An annual questionnaire is used to collect data on the core capacities; country responses are stored in a secure database at WHO, accessible only to IHR NFPs and the secretariat through use of tools that ensure country confidentiality. The questionnaire is made available in several formats, including through the Internet. To ensure that the full spectrum of relevant hazards is covered, NFPs are advised to lead the process of completing the questionnaire, in close collaboration with officials responsible for the various capacity areas and including other sectors.
Outputs of the monitoring framework include country profiles for all reporting countries and detailed NFP reports on strengths, weakness, and gaps; profiles for the 6 WHO regions; and aggregated global reports for the World Health Assembly. This information has enabled states parties to measure progress and identify where improvements are needed, thereby providing evidence for program planning, recommendations, and decision making. At the global level, this monitoring information is used by the secretariat to comply with the Health Assembly request for an annual report on IHR implementation from WHO, including information provided by states parties and on the secretariat’s activities. Thus, WHO governing bodies can take account of the progress when directing secretariat activities. The analysis also enables better identification of the priority areas toward which the secretariat and other development partners can focus their support to countries.
From a total of 194 states parties, the questionnaire elicited 128 and 156 responses for 2010 and 2011, respectively. Because not all states parties responded to the questionnaire, the reports produced might not completely reflect IHR core capacity development strengths and weaknesses at the regional and global levels. Evaluating implementation status in nonresponding countries is challenging, especially because some of these countries face the greatest implementation difficulties. With the goal of improving the validity and consistency of self-reported data, several multicountry workshops and trainings have been held and standardized data collection and analysis tools have been promoted. Such challenges are also being addressed by identifying several supplementary information sources that might partially reflect national IHR capacities and including such information in an additional report to the 2012 Health Assembly.
The biggest challenge involved in implementing the IHR is ensuring that the IHR core capacities are present in all countries of the world. Ensuring IHR core capacities is also the area in which the IHR have the greatest potential to make a major contribution to world health; as the process approaches a key 5-year milestone on June 15, 2012, all efforts are being refocused on this issue.

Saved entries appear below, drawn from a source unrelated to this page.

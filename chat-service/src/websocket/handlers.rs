//! The chat channel: one authenticated socket per user, multiplexing
//! broadcast fan-out against inbound envelopes.

use axum::{
    extract::{
        ws::{Message, WebSocket, WebSocketUpgrade},
        Query, State,
    },
    http::HeaderMap,
    response::IntoResponse,
};
use futures_util::{SinkExt, StreamExt};
use serde::Deserialize;
use tracing::{debug, warn};

use crate::auth::AuthContext;
use crate::error::AppError;
use crate::middleware::auth::verify_ws_token;
use crate::models::PresenceStatus;
use crate::services::message_store::{AttachmentInput, SendMessageInput};
use crate::services::rate_limit::Operation;
use crate::state::AppState;
use crate::websocket::message_types::{
    ack, error as error_frame, DeleteMessagePayload, EditMessagePayload, InboundEnvelope,
    MarkReadPayload, PresencePayload, ReactionPayload, SendMessagePayload, SubscribePayload,
    TypingPayload,
};

#[derive(Debug, Deserialize)]
pub struct WsParams {
    pub token: Option<String>,
}

pub async fn ws_handler(
    State(state): State<AppState>,
    Query(params): Query<WsParams>,
    headers: HeaderMap,
    ws: WebSocketUpgrade,
) -> impl IntoResponse {
    let ctx = match verify_ws_token(&state, params.token.as_deref(), &headers).await {
        Ok(ctx) => ctx,
        Err(_) => return axum::http::StatusCode::UNAUTHORIZED.into_response(),
    };

    ws.on_upgrade(move |socket| handle_socket(state, ctx, socket))
}

async fn handle_socket(state: AppState, ctx: AuthContext, socket: WebSocket) {
    let user_id = ctx.user_id;
    let session_id = ctx.session_id;

    // Register before draining the offline queue so nothing published in
    // between is lost: new events land in rx, the queue covers the past.
    let mut rx = state.registry.register(user_id, session_id).await;

    if let Err(e) = state.sweeper.flush_recipient(user_id).await {
        warn!(error = %e, %user_id, "failed to drain offline queue on connect");
    }

    let (mut sender, mut receiver) = socket.split();

    loop {
        tokio::select! {
            outbound = rx.recv() => {
                match outbound {
                    Some(msg) => {
                        let closing = matches!(msg, Message::Close(_));
                        if sender.send(msg).await.is_err() || closing {
                            break;
                        }
                    }
                    // Registry dropped our sender (replaced by a newer
                    // session).
                    None => break,
                }
            }

            inbound = receiver.next() => {
                match inbound {
                    Some(Ok(Message::Text(text))) => {
                        handle_frame(&state, &ctx, &text).await;
                    }
                    Some(Ok(Message::Ping(_))) | Some(Ok(Message::Pong(_))) => {}
                    Some(Ok(Message::Close(_))) | None => break,
                    Some(Ok(_)) => {}
                    Some(Err(e)) => {
                        debug!(error = %e, %user_id, "socket read error");
                        break;
                    }
                }
            }
        }
    }

    // Disconnect cleanup: the user leaves the registry and every
    // subscription, and presence downgrades to offline wherever they were
    // visible. In-flight persistence is never cancelled. A session that was
    // replaced by a reconnect must not downgrade the new session's presence.
    let groups = state.registry.subscriptions_of(user_id).await;
    let went_offline = state.registry.unregister(user_id, session_id).await;
    if went_offline {
        for group_id in groups {
            if let Err(e) = state
                .presence
                .update_presence(group_id, user_id, PresenceStatus::Offline, None)
                .await
            {
                warn!(error = %e, %user_id, %group_id, "failed to downgrade presence on disconnect");
            }
        }
    }
}

/// Process one inbound envelope; replies route back through the registry
/// so the socket loop stays the single writer.
async fn handle_frame(state: &AppState, ctx: &AuthContext, text: &str) {
    let envelope: InboundEnvelope = match serde_json::from_str(text) {
        Ok(envelope) => envelope,
        Err(_) => {
            reply(state, ctx, error_frame(None, "malformed envelope")).await;
            return;
        }
    };
    let request_id = envelope.request_id.clone();

    let result = dispatch(state, ctx, &envelope).await;
    let frame = match result {
        Ok(payload) => ack(request_id.as_deref(), payload),
        Err(e) => error_frame(request_id.as_deref(), &e.to_string()),
    };
    reply(state, ctx, frame).await;
}

async fn reply(state: &AppState, ctx: &AuthContext, frame: String) {
    state
        .registry
        .send_to_user(ctx.user_id, Message::Text(frame))
        .await;
}

async fn dispatch(
    state: &AppState,
    ctx: &AuthContext,
    envelope: &InboundEnvelope,
) -> Result<serde_json::Value, AppError> {
    let payload = envelope.payload.clone();
    let user_id = ctx.user_id;

    match envelope.message_type.as_str() {
        "message.send" => {
            let p: SendMessagePayload = parse(payload)?;
            let message = state
                .messages
                .send_message(SendMessageInput {
                    group_id: p.group_id,
                    sender_id: user_id,
                    content: p.content,
                    content_type: p.content_type,
                    parent_message_id: p.parent_message_id,
                    client_dedupe_id: p.client_dedupe_id,
                    attachments: p
                        .attachments
                        .into_iter()
                        .map(|a| AttachmentInput {
                            file_name: a.file_name,
                            content_type: a.content_type,
                            file_size: a.file_size,
                        })
                        .collect(),
                })
                .await?;
            Ok(serde_json::json!({
                "message_id": message.id,
                "sequence_number": message.sequence_number,
                "thread_root_id": message.thread_root_id,
            }))
        }

        "message.edit" => {
            let p: EditMessagePayload = parse(payload)?;
            let message = state
                .messages
                .edit_message(p.message_id, user_id, &p.content)
                .await?;
            Ok(serde_json::json!({"message_id": message.id}))
        }

        "message.delete" => {
            let p: DeleteMessagePayload = parse(payload)?;
            state.messages.delete_message(p.message_id, user_id).await?;
            Ok(serde_json::json!({"message_id": p.message_id}))
        }

        "typing.start" | "typing.stop" => {
            let p: TypingPayload = parse(payload)?;
            require_member(state, p.group_id, user_id).await?;
            state
                .rate_limiter
                .check(user_id, p.group_id, Operation::TypingUpdate)
                .await?;
            let is_typing = envelope.message_type == "typing.start";
            state.typing.set_typing(p.group_id, user_id, is_typing).await?;
            Ok(serde_json::json!({"group_id": p.group_id}))
        }

        "presence.update" => {
            let p: PresencePayload = parse(payload)?;
            require_member(state, p.group_id, user_id).await?;
            state
                .presence
                .update_presence(
                    p.group_id,
                    user_id,
                    PresenceStatus::from_db(&p.status),
                    p.device_type,
                )
                .await?;
            Ok(serde_json::json!({"group_id": p.group_id}))
        }

        "read.mark" => {
            let p: MarkReadPayload = parse(payload)?;
            let marked = state
                .messages
                .mark_as_read(p.group_id, user_id, p.message_id)
                .await?;
            Ok(serde_json::json!({"marked_count": marked}))
        }

        "reaction.add" => {
            let p: ReactionPayload = parse(payload)?;
            state
                .messages
                .add_reaction(p.message_id, user_id, &p.emoji)
                .await?;
            Ok(serde_json::json!({"message_id": p.message_id}))
        }

        "reaction.remove" => {
            let p: ReactionPayload = parse(payload)?;
            state
                .messages
                .remove_reaction(p.message_id, user_id, &p.emoji)
                .await?;
            Ok(serde_json::json!({"message_id": p.message_id}))
        }

        "group.join" => {
            let p: SubscribePayload = parse(payload)?;
            require_member(state, p.group_id, user_id).await?;
            state.registry.subscribe(user_id, p.group_id).await;
            Ok(serde_json::json!({"group_id": p.group_id}))
        }

        "group.leave" => {
            let p: SubscribePayload = parse(payload)?;
            state.registry.unsubscribe(user_id, p.group_id).await;
            Ok(serde_json::json!({"group_id": p.group_id}))
        }

        other => Err(AppError::Validation(format!("unknown message type: {other}"))),
    }
}

fn parse<T: serde::de::DeserializeOwned>(payload: serde_json::Value) -> Result<T, AppError> {
    serde_json::from_value(payload).map_err(|e| AppError::Validation(format!("bad payload: {e}")))
}

async fn require_member(
    state: &AppState,
    group_id: uuid::Uuid,
    user_id: uuid::Uuid,
) -> Result<(), AppError> {
    if !state.membership.is_active_member(group_id, user_id).await? {
        return Err(AppError::Authorization);
    }
    Ok(())
}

Although many IHR provisions address international travel and transport and public health activities at points of entry (ports, airports, and ground crossings), these have not been areas in which WHO or many member states had strong preexisting programs. Attention has therefore been focused on leveraging interagency and multisectoral collaboration at all levels to achieve the public health objectives. For example, the Cooperative Arrangement for the Prevention of Spread of Communicable Disease through Air Travel project (10) is an initiative of the WHO sister agency the International Civil Aviation Organization, through which countries can receive support for realizing IHR objectives relating to air travel. Other collaborations include the International Tourism Response Network (11), regional networks such as the Risk Assessment Guidance for Infectious Diseases Transmitted on Aircraft project (initiated by the European Centre for Disease Prevention and Control) (12), and the European Commission ship sanitation training network project (13). To facilitate information sharing and coordination among authorities responsible for health measures and development of IHR core capacities at points of entry, WHO supports a specialized network for ports, airports, and ground crossings: the PAGnet (14). During the 2011 nuclear accident in Japan, the 2010–11 cholera epidemic in Haiti, and the 2009 influenza A (H1N1) pandemic, PAGnet offered a communication platform to public health officials at points of entry around the world, facilitating timely information sharing on response measures that helped avoid overreaction and unnecessary barriers to international travel and trade.
Although assessments have shown many IHR capacities at certain points of entry in several countries, countries differ widely in the levels of capacity, the allocation of responsibilities, and the priority given to this area of public health. This heterogeneity makes it more difficult to provide guidance and advice that is relevant to the national and local contexts of all ports, airports, and ground crossings around the world. Private industry and commercial organizations, which involve a variety of governmental sectors in addition to health, are key actors for the implementation of IHR provisions affecting travel and transportation. WHO must use its convening power, its neutrality, and its focus on public health objectives to help the disparate actors reach consensus.
Around the world, many IHR provisions are used daily. Thus far, however, the full range of provisions relating to global emergencies have been applied to only 1 event: the 2009–2010 influenza pandemic. The IHR define a category of events with the term “public health emergency of international concern.” The WHO director-general follows defined procedures to determine which events are so characterized. The key practical outcomes of such a determination are the provision of relevant information to all states parties, the convening of an IHR Emergency Committee to advise the director-general regarding the event, and the issuance of IHR temporary recommendations.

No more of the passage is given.